While consuming too much caffeine is associated with the side effects described earlier, there have been numerous studies indicating the positive health effects of consuming some caffeine.
According to an article posted on Michigan State University’s nutrition site as well as an article posted by WebMD, caffeine consumption can have the following positive effects on your health:
- Reduces the likelihood of developing certain nervous system conditions like Parkinson’s by protecting brain cells
- Reduce the risk of gall stones by stimulating the gallbladder
- Allows for vasoconstriction (narrowing of blood vessels) which may relieve headaches
- Reduces inflammation, which can help prevent heart-related illnesses
- Improves memory and mental functioning while reducing fatigue
In the following chart, we’ve broken down the amount of caffeine coffee-by-coffee and tea-by-tea, so the next time you’re looking to get that extra little boost you’ll know exactly what will get the job done without sending you bouncing off the walls.
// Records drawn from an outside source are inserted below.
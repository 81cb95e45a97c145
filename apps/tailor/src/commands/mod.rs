pub mod render;
pub mod serve;
pub mod tailor;

use std::path::Path;

use anyhow::{Context, Result};
use tokio::io::AsyncWriteExt;

/// Writes `text` to `path`, or to stdout when no path is given.
pub(crate) async fn write_output(path: Option<&Path>, text: &str) -> Result<()> {
    match path {
        Some(path) => {
            if let Some(parent) = path.parent().filter(|p| !p.as_os_str().is_empty()) {
                tokio::fs::create_dir_all(parent)
                    .await
                    .with_context(|| format!("Failed to create {}", parent.display()))?;
            }
            tokio::fs::write(path, text)
                .await
                .with_context(|| format!("Failed to write {}", path.display()))
        }
        None => {
            let mut stdout = tokio::io::stdout();
            stdout.write_all(text.as_bytes()).await?;
            stdout.flush().await?;
            Ok(())
        }
    }
}

#[cfg(test)]
mod tests {
    use super::*;

    #[tokio::test]
    async fn test_write_output_creates_parent_directories() {
        let dir = tempfile::tempdir().unwrap();
        let path = dir.path().join("nested/deeper/resume.tex");
        write_output(Some(path.as_path()), "\\cvsection{Summary}").await.unwrap();
        assert_eq!(std::fs::read_to_string(path).unwrap(), "\\cvsection{Summary}");
    }
}
//! Fact Store: the normalized index of identity-bearing facts.
//!
//! A fact is an organization, a position title or a project name. Everything
//! else in a record (bullets, dates, locations, skills, summary) is wording the
//! model is allowed to rephrase, so it never enters the index.

use std::collections::HashSet;
use std::sync::OnceLock;

use regex::Regex;

use crate::models::content::{ContentRecord, Entry, ProfileText};

/// Characters the renderer escapes. They only carry formatting, never identity.
const FORMATTING_CHARS: &[char] = &['\\', '&', '%', '#', '_', '{', '}', '$', '~', '^'];

/// Lowercases, blanks out formatting characters and collapses whitespace.
///
/// Idempotent: `normalize(&normalize(s)) == normalize(s)`.
pub fn normalize(text: &str) -> String {
    let lowered = text.to_lowercase();
    lowered
        .split(|c: char| c.is_whitespace() || FORMATTING_CHARS.contains(&c))
        .filter(|part| !part.is_empty())
        .collect::<Vec<_>>()
        .join(" ")
}

fn link_command() -> &'static Regex {
    static RE: OnceLock<Regex> = OnceLock::new();
    RE.get_or_init(|| Regex::new(r"\\(?:href|url)\s*\{[^}]*\}").expect("valid regex"))
}

fn command_name() -> &'static Regex {
    static RE: OnceLock<Regex> = OnceLock::new();
    RE.get_or_init(|| Regex::new(r"\\[A-Za-z]+\*?").expect("valid regex"))
}

/// Reduces a LaTeX fragment to the text a reader would see.
///
/// Link targets are dropped, command names are dropped, arguments are kept:
/// `\textbf{Tailor} \href{https://x}{Demo}` becomes `{Tailor} {Demo}`.
pub fn plain_text(markup: &str) -> String {
    let without_links = link_command().replace_all(markup, " ");
    command_name().replace_all(&without_links, " ").into_owned()
}

/// Normalized identity of an entry's position. Project names and raw
/// positions may carry markup; they are reduced to plain text first.
pub(crate) fn position_key(entry: &Entry, is_project: bool) -> String {
    if is_project || entry.raw_position {
        normalize(&plain_text(&entry.position))
    } else {
        normalize(&entry.position)
    }
}

/// A set of normalized facts extracted from a structured record.
#[derive(Debug, Clone, Default, PartialEq, Eq)]
pub struct FactSet {
    facts: HashSet<String>,
    /// Entry counts of the record the set came from. `None` when the set was
    /// assembled from loose facts.
    max_experience: Option<usize>,
    max_projects: Option<usize>,
}

impl FactSet {
    /// Builds a set from loose fact strings. Each one is normalized.
    #[cfg(test)]
    pub fn from_facts<I, S>(facts: I) -> Self
    where
        I: IntoIterator<Item = S>,
        S: AsRef<str>,
    {
        let facts = facts
            .into_iter()
            .map(|f| normalize(f.as_ref()))
            .filter(|f| !f.is_empty())
            .collect();
        Self {
            facts,
            max_experience: None,
            max_projects: None,
        }
    }

    /// The normalized union of every organization, position and project name.
    pub fn from_record(record: &ContentRecord) -> Self {
        let mut facts = HashSet::new();
        let sections = [
            (record.experience_entries(), false),
            (record.project_entries(), true),
        ];
        for (entries, is_project) in sections {
            for entry in entries {
                let organization = normalize(&entry.organization);
                if !organization.is_empty() {
                    facts.insert(organization);
                }
                let position = position_key(entry, is_project);
                if !position.is_empty() {
                    facts.insert(position);
                }
            }
        }
        Self {
            facts,
            max_experience: Some(record.experience_entries().len()),
            max_projects: Some(record.project_entries().len()),
        }
    }

    /// Exact membership of an already-normalized value.
    pub fn contains(&self, normalized: &str) -> bool {
        self.facts.contains(normalized)
    }

    #[cfg(test)]
    pub fn len(&self) -> usize {
        self.facts.len()
    }

    #[cfg(test)]
    pub fn is_empty(&self) -> bool {
        self.facts.is_empty()
    }

    pub fn max_experience(&self) -> Option<usize> {
        self.max_experience
    }

    pub fn max_projects(&self) -> Option<usize> {
        self.max_projects
    }
}

/// The normalized profile text. Facts cannot be enumerated from prose, so
/// lookups are containment checks against the whole corpus.
#[derive(Debug, Clone, Default, PartialEq, Eq)]
pub struct ProfileCorpus {
    text: String,
}

impl ProfileCorpus {
    pub fn new(profile: &ProfileText) -> Self {
        Self {
            text: normalize(profile.as_str()),
        }
    }

    /// Containment of an already-normalized value on word boundaries: the
    /// match may not start or end in the middle of an alphanumeric run.
    pub fn contains(&self, normalized: &str) -> bool {
        if normalized.is_empty() {
            return true;
        }
        let mut from = 0;
        while let Some(offset) = self.text[from..].find(normalized) {
            let start = from + offset;
            let end = start + normalized.len();
            let before = self.text[..start].chars().next_back();
            let after = self.text[end..].chars().next();
            if !before.is_some_and(char::is_alphanumeric) && !after.is_some_and(char::is_alphanumeric)
            {
                return true;
            }
            from = start + self.text[start..].chars().next().map_or(1, char::len_utf8);
        }
        false
    }
}

/// Where candidate facts are checked.
#[derive(Debug, Clone, PartialEq, Eq)]
pub enum FactStore {
    Facts(FactSet),
    Profile(ProfileCorpus),
}

/// Trusted source a store is built from.
#[derive(Debug, Clone, Copy)]
pub enum FactSource<'a> {
    Record(&'a ContentRecord),
    Profile(&'a ProfileText),
}

impl FactStore {
    /// Indexes a trusted source. Never fails; the result may be empty.
    pub fn build(source: FactSource<'_>) -> Self {
        match source {
            FactSource::Record(record) => FactStore::Facts(FactSet::from_record(record)),
            FactSource::Profile(profile) => FactStore::Profile(ProfileCorpus::new(profile)),
        }
    }

    /// Membership (facts) or containment (profile) of a normalized value.
    pub fn contains(&self, normalized: &str) -> bool {
        match self {
            FactStore::Facts(set) => set.contains(normalized),
            FactStore::Profile(corpus) => corpus.contains(normalized),
        }
    }
}

impl From<FactSet> for FactStore {
    fn from(set: FactSet) -> Self {
        FactStore::Facts(set)
    }
}

#[cfg(test)]
mod tests {
    use super::*;

    #[test]
    fn test_normalize_lowercases_and_collapses_whitespace() {
        assert_eq!(normalize("  Acme   Corp\n"), "acme corp");
        assert_eq!(normalize("Senior\tEngineer"), "senior engineer");
    }

    #[test]
    fn test_normalize_strips_formatting_characters() {
        assert_eq!(normalize("R&D Lab"), "r d lab");
        assert_eq!(normalize("R & D Lab"), "r d lab");
        assert_eq!(normalize("data_platform"), "data platform");
        assert_eq!(normalize("{Tailor}"), "tailor");
        assert_eq!(normalize("100% $Growth$ #1 ~ ^"), "100 growth 1");
    }

    #[test]
    fn test_normalize_keeps_identity_punctuation() {
        assert_eq!(normalize("Acme, Inc."), "acme, inc.");
        assert_eq!(normalize("C++ / Rust"), "c++ / rust");
    }

    #[test]
    fn test_normalize_is_idempotent() {
        let samples = [
            "",
            "   ",
            "Acme Corp",
            "  Weird__Spacing &&  Stuff  ",
            "\\textbf{Bold} \\href{x}{y}",
            "ÉCOLE Polytechnique",
            "İstanbul Teknik",
            "tabs\tand\nnewlines\r\n",
            "$$$",
        ];
        for s in samples {
            let once = normalize(s);
            assert_eq!(normalize(&once), once, "not idempotent for {s:?}");
        }
    }

    #[test]
    fn test_plain_text_drops_commands_and_link_targets() {
        let raw = r"\textbf{Tailor} \href{https://github.com/me/tailor}{GitHub}";
        assert_eq!(normalize(&plain_text(raw)), "tailor github");
        assert_eq!(normalize(&plain_text("No markup here")), "no markup here");
        assert_eq!(normalize(&plain_text(r"\emph*{Star}")), "star");
    }

    fn entry(position: &str, organization: &str) -> Entry {
        Entry {
            position: position.to_string(),
            organization: organization.to_string(),
            ..Default::default()
        }
    }

    #[test]
    fn test_fact_set_from_record_collects_identity_fields_only() {
        let record = ContentRecord {
            summary: Some("Led Globex migration".to_string()),
            experience: Some(vec![Entry {
                date: "2020".to_string(),
                location: "Remote".to_string(),
                bullets: vec!["Worked with Initech".to_string()],
                ..entry("Senior Engineer", "Acme Corp")
            }]),
            projects: Some(vec![Entry {
                raw_position: true,
                ..entry(r"\textbf{Tailor}", "")
            }]),
            ..Default::default()
        };
        let set = FactSet::from_record(&record);
        assert_eq!(set.len(), 3);
        assert!(set.contains("acme corp"));
        assert!(set.contains("senior engineer"));
        assert!(set.contains("tailor"));
        assert!(!set.contains("globex"));
        assert!(!set.contains("remote"));
        assert_eq!(set.max_experience(), Some(1));
        assert_eq!(set.max_projects(), Some(1));
    }

    #[test]
    fn test_fact_set_from_empty_record_is_empty() {
        let set = FactSet::from_record(&ContentRecord::default());
        assert!(set.is_empty());
        assert_eq!(set.max_experience(), Some(0));
    }

    #[test]
    fn test_fact_set_from_facts_normalizes() {
        let set = FactSet::from_facts(["ACME  Corp", "", "Senior Engineer"]);
        assert_eq!(set.len(), 2);
        assert!(set.contains("acme corp"));
        assert_eq!(set.max_experience(), None);
    }

    #[test]
    fn test_profile_corpus_whole_word_containment() {
        let corpus = ProfileCorpus::new(&ProfileText::new(
            "I spent four years at ACME Corp as a Senior   Engineer.\nBefore that: R&D intern.",
        ));
        assert!(corpus.contains("acme corp"));
        assert!(corpus.contains("senior engineer"));
        assert!(corpus.contains("r d intern."));
        assert!(!corpus.contains("acme corporation"));
        assert!(!corpus.contains("cme"));
        assert!(!corpus.contains("acme corp as a senior engineers"));
        assert!(corpus.contains(""));
    }

    #[test]
    fn test_fact_store_build_dispatches_on_source() {
        let record = ContentRecord {
            experience: Some(vec![entry("Engineer", "Acme")]),
            ..Default::default()
        };
        let store = FactStore::build(FactSource::Record(&record));
        assert!(matches!(store, FactStore::Facts(_)));
        assert!(store.contains("acme"));

        let profile = ProfileText::new("Engineer at Acme");
        let store = FactStore::build(FactSource::Profile(&profile));
        assert!(matches!(store, FactStore::Profile(_)));
        assert!(store.contains("engineer at acme"));
    }
}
We’ve also included decaffeinated options, since decaf teas and coffees typically still contain some traces of caffeine.
The upshot is that like most things, caffeine is beneficial, with little downsides to one’s health, for most people when consumed in moderation (experts recommend consuming no more than 400mg per day). Most studies show that the negative side effects typically don’t impact the average person when daily caffeine consumption is less than 400mg. However, it is important to keep in mind that your body and situation may be different, so always consult with your doctor if your unsure whether and how much caffeine you should consume.